Estava tudo certo para O Resgate do Soldado Ryan ganhar: Steven Spielberg já tinha nas mãos a estatueta de direção, e aqueles vinte minutos iniciais, que mostravam com realismo acachapante o desembarque das tropas aliadas na Normandia, em 6 de junho de 1944, eram considerados um trunfo imbatível. Mas eis que, ao ser aberto o envelope do prêmio principal, ficou tudo de ponta-cabeça: Shakespeare Apaixonado era o vencedor, e a produtora Miramax, de Harvey Weinstein, confirmava assim a sua reputação de papa-Oscar. (Aqui no Brasil, a premiação foi especialmente mal-vista; cerca de uma hora antes, Gwyneth Paltrow, a estrela em ascensão de Shakespeare Apaixonado, derrotara no páreo de melhor atriz Fernanda Montenegro, que concorria por Central do Brasil.) Foi um erro terrível (entre muitos outros) da Academia esnobar Soldado Ryan? Ou Shakespeare merecia a vitória?

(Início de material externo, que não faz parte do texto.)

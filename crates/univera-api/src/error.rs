//! API error type and [`axum::response::IntoResponse`] implementation.
//!
//! Every error renders as `{"message": "..."}`. Internal errors are logged
//! with their full source chain and answered with a fixed, generic message.

use axum::{
  Json,
  http::StatusCode,
  response::{IntoResponse, Response},
};
use serde_json::json;
use thiserror::Error;
use univera_core::{AssignmentError, BoxError, ProvisionError};

/// An error returned by an API handler.
#[derive(Debug, Error)]
pub enum ApiError {
  #[error("Unauthorized")]
  Unauthorized,

  #[error("{0}")]
  BadRequest(String),

  #[error("{0}")]
  NotFound(String),

  #[error("{message}: {source}")]
  Internal {
    /// The text sent to the client.
    message: &'static str,
    #[source]
    source:  BoxError,
  },
}

impl ApiError {
  /// Wrap a store error.
  pub fn store(e: impl std::error::Error + Send + Sync + 'static) -> Self {
    Self::Internal { message: "Internal server error", source: Box::new(e) }
  }

  /// Map a failed provisioning call. Only validation failures reach the
  /// client; everything else becomes `message`.
  pub fn provisioning(message: &'static str, e: ProvisionError) -> Self {
    match e {
      ProvisionError::Validation(m) => Self::BadRequest(m),
      other => Self::Internal { message, source: Box::new(other) },
    }
  }

  /// Map a failed call on an existing user, where missing things are the
  /// caller's concern.
  pub fn lookup(message: &'static str, e: ProvisionError) -> Self {
    match e {
      ProvisionError::Validation(m) => Self::BadRequest(m),
      ProvisionError::UserNotFound(id) => Self::NotFound(format!("user {id} not found")),
      ProvisionError::Assignment(a @ AssignmentError::UnitNotFound { .. }) => {
        Self::NotFound(a.to_string())
      }
      ProvisionError::Assignment(a @ AssignmentError::MissingIdentifier { .. }) => {
        Self::BadRequest(a.to_string())
      }
      other => Self::Internal { message, source: Box::new(other) },
    }
  }
}

impl IntoResponse for ApiError {
  fn into_response(self) -> Response {
    let (status, message) = match &self {
      ApiError::Unauthorized => (StatusCode::UNAUTHORIZED, "Unauthorized".to_owned()),
      ApiError::BadRequest(m) => (StatusCode::BAD_REQUEST, m.clone()),
      ApiError::NotFound(m) => (StatusCode::NOT_FOUND, m.clone()),
      ApiError::Internal { message, source } => {
        tracing::error!(error = %source, "{message}");
        (StatusCode::INTERNAL_SERVER_ERROR, (*message).to_owned())
      }
    };
    (status, Json(json!({ "message": message }))).into_response()
  }
}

Passados 21 anos do lançamento dos dois filmes, responder a essa pergunta é fácil e, ao mesmo tempo, não muito simples. Fácil porque, na revisão, não resta muita dúvida de que Soldado Ryan (disponível no NOW), à parte alguns exageros sentimentais, é cinema com mais ambição. Mas é difícil porque Shakespeare tem algumas qualidades realmente raras – particularmente o roteiro assinado por Marc Norman, cujo currículo não chega a ser vistoso, e por Tom Stoppard, que, esse sim, tem uma carreira de grande distinção como dramaturgo e como um habilíssimo adaptador de textos clássicos ou eruditos. Stoppard manja muito de Shakespeare, e manja também de ser simpático, espirituoso e acessível. Quanto mais se sabe da vida e da obra do poeta inglês dos séculos 16 e 17, mais se aproveita das brincadeiras do filme – mas, mesmo para que não as conhece, há diversão de sobra na história de Viola (Gwyneth Paltrow), a jovem de família rica que está sendo vendida em casamento a um nobre entojado (Colin Firth), mas que gostaria mesmo é de ser atriz – e que, por viver rondando os teatros, despertou os instintos amorosos de um jovem dramaturgo chamado William Shakespeare (Joseph Fiennes). Na Inglaterra de Elizabeth I (Judi Dench, que papou o Oscar de coadjuvante por 6 minutos em cena) era proibido às mulheres subir ao palco; os papéis femininos eram interpretados por rapazes imberbes. A probição só cairia com a Restauração de Charles II, nos anos 1660. Como a Viola de outra peça célebre de Shakespeare , Noite de Reis, esta aqui se veste então de homem para interpretar o que começa como uma história de piratas mas termina virando Romeu e Julieta. A encenação, depois de várias confusões, põe primeiro em enlevo e depois em lágrimas o populacho que vai conferir a estreia.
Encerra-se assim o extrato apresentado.